> Material to process:
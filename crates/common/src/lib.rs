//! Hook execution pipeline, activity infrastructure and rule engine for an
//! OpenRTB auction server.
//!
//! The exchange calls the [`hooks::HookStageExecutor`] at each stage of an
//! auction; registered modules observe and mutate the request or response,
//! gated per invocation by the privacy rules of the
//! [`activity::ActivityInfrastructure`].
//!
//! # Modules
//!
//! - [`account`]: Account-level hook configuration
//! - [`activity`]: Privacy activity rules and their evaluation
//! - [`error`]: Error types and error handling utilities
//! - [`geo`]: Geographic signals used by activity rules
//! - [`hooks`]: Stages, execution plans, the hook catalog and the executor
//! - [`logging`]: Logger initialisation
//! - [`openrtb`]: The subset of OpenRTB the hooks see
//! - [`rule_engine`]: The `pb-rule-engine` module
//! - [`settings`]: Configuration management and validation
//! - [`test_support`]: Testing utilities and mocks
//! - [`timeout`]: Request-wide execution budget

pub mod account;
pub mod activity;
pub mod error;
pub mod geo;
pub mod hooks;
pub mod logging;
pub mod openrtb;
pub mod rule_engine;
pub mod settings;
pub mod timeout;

* * *

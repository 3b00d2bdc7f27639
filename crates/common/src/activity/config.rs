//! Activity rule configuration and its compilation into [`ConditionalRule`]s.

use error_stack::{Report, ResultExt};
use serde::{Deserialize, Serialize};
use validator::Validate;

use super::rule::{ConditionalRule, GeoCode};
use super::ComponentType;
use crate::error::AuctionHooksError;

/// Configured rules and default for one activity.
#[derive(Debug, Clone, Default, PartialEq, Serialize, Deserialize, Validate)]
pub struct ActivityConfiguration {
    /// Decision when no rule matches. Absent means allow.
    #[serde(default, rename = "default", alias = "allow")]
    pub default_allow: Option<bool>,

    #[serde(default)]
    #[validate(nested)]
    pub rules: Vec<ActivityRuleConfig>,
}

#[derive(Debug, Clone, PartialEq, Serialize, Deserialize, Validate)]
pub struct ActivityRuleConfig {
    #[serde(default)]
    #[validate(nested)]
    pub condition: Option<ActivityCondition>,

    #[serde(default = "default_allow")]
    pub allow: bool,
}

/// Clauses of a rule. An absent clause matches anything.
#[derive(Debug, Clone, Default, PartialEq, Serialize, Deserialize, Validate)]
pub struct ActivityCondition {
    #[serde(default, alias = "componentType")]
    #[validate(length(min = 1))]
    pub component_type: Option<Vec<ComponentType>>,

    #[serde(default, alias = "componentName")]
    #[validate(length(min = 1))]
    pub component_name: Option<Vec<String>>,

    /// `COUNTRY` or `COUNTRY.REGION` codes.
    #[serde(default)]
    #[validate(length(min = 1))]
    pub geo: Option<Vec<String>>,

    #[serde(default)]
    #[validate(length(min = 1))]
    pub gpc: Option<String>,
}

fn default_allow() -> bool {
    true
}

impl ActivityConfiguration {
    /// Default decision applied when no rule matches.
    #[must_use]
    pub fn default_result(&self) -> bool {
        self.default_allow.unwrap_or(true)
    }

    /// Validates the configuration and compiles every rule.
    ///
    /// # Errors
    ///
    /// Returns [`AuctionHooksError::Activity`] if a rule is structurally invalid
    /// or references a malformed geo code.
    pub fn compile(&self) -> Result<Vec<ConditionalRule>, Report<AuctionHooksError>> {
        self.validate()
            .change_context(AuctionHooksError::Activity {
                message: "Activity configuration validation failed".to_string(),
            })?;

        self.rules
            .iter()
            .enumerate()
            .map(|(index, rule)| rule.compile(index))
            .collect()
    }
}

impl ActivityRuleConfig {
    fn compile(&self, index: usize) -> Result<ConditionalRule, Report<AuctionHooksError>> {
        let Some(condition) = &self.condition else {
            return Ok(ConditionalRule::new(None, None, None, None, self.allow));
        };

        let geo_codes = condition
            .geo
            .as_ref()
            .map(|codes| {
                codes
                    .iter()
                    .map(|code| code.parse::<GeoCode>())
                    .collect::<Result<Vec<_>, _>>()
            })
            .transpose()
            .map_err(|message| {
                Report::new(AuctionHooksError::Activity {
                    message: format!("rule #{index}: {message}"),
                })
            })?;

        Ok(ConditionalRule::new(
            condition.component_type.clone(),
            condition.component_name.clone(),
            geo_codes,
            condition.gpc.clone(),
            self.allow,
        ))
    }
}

--

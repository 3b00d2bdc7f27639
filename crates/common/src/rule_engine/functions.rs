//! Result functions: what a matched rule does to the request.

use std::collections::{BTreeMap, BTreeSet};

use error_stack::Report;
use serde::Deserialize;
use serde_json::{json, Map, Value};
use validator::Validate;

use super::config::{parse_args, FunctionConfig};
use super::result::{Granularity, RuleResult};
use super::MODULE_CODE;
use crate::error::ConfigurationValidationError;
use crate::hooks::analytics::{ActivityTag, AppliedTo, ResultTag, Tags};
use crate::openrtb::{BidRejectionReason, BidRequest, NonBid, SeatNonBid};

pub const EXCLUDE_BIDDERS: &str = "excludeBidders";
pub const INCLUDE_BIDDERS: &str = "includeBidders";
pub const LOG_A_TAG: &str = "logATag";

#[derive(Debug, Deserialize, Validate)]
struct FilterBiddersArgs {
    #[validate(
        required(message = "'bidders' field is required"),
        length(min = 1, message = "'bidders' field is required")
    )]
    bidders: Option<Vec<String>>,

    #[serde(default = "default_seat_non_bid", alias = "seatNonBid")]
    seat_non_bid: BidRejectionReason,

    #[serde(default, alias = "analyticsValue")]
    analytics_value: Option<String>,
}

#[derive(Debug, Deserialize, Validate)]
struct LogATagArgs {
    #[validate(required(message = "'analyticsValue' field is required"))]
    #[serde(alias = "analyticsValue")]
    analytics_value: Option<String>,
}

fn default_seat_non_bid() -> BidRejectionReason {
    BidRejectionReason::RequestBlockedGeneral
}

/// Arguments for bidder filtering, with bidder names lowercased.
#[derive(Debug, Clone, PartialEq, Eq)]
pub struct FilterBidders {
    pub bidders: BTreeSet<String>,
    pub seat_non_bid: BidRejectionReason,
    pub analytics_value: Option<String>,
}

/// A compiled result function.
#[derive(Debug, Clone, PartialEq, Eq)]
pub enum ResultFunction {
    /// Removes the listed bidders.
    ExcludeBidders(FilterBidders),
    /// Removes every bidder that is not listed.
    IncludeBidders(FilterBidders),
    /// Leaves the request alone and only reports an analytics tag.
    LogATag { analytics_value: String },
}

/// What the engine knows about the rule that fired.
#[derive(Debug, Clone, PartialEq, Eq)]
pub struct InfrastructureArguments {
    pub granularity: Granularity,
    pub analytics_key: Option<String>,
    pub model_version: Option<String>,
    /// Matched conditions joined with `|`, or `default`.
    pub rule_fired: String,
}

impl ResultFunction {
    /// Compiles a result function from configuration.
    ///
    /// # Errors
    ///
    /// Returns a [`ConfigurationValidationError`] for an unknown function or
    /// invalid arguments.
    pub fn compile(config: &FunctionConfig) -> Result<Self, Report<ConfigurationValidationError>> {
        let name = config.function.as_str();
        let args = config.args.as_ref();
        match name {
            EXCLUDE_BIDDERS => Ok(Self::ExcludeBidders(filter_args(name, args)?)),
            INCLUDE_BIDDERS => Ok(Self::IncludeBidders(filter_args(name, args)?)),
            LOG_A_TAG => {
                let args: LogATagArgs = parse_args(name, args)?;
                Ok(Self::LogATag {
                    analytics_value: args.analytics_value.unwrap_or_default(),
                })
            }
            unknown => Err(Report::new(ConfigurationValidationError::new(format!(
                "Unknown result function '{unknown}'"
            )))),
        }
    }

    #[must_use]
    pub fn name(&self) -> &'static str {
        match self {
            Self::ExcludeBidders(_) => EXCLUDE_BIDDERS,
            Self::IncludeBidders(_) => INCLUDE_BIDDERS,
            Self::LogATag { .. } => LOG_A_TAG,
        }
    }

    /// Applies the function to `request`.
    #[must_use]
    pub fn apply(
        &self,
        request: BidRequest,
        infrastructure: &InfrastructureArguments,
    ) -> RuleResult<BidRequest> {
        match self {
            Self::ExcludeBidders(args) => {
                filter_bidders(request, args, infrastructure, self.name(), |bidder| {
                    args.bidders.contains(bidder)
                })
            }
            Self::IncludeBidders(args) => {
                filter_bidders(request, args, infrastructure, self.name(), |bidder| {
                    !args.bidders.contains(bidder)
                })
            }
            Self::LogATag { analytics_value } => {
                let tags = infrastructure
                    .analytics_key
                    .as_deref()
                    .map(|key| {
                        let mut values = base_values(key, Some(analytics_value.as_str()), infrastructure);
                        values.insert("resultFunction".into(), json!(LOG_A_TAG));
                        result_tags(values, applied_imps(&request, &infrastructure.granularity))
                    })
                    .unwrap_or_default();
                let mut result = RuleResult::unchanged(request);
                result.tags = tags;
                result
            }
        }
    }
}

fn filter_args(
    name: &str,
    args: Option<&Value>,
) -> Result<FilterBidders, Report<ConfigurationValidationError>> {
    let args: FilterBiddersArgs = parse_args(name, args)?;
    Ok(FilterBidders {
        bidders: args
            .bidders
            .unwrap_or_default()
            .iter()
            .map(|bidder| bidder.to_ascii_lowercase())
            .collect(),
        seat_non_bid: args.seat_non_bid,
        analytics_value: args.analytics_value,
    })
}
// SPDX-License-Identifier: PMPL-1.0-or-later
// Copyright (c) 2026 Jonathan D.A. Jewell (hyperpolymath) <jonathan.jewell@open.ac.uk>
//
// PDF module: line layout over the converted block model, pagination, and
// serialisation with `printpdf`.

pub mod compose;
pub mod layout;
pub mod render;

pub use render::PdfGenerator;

> Task to carry out:
Out of the data above, transcribe exactly and only the lines starting with the line that has "use super::MODULE_CODE;" and going on through the line that has "pub enum ResultFunction", both included.

> Answer to this task:
use super::MODULE_CODE;
use crate::error::ConfigurationValidationError;
use crate::hooks::analytics::{ActivityTag, AppliedTo, ResultTag, Tags};
use crate::openrtb::{BidRejectionReason, BidRequest, NonBid, SeatNonBid};

pub const EXCLUDE_BIDDERS: &str = "excludeBidders";
pub const INCLUDE_BIDDERS: &str = "includeBidders";
pub const LOG_A_TAG: &str = "logATag";

#[derive(Debug, Deserialize, Validate)]
struct FilterBiddersArgs {
    #[validate(
        required(message = "'bidders' field is required"),
        length(min = 1, message = "'bidders' field is required")
    )]
    bidders: Option<Vec<String>>,

    #[serde(default = "default_seat_non_bid", alias = "seatNonBid")]
    seat_non_bid: BidRejectionReason,

    #[serde(default, alias = "analyticsValue")]
    analytics_value: Option<String>,
}

#[derive(Debug, Deserialize, Validate)]
struct LogATagArgs {
    #[validate(required(message = "'analyticsValue' field is required"))]
    #[serde(alias = "analyticsValue")]
    analytics_value: Option<String>,
}

fn default_seat_non_bid() -> BidRejectionReason {
    BidRejectionReason::RequestBlockedGeneral
}

/// Arguments for bidder filtering, with bidder names lowercased.
#[derive(Debug, Clone, PartialEq, Eq)]
pub struct FilterBidders {
    pub bidders: BTreeSet<String>,
    pub seat_non_bid: BidRejectionReason,
    pub analytics_value: Option<String>,
}

/// A compiled result function.
#[derive(Debug, Clone, PartialEq, Eq)]
pub enum ResultFunction {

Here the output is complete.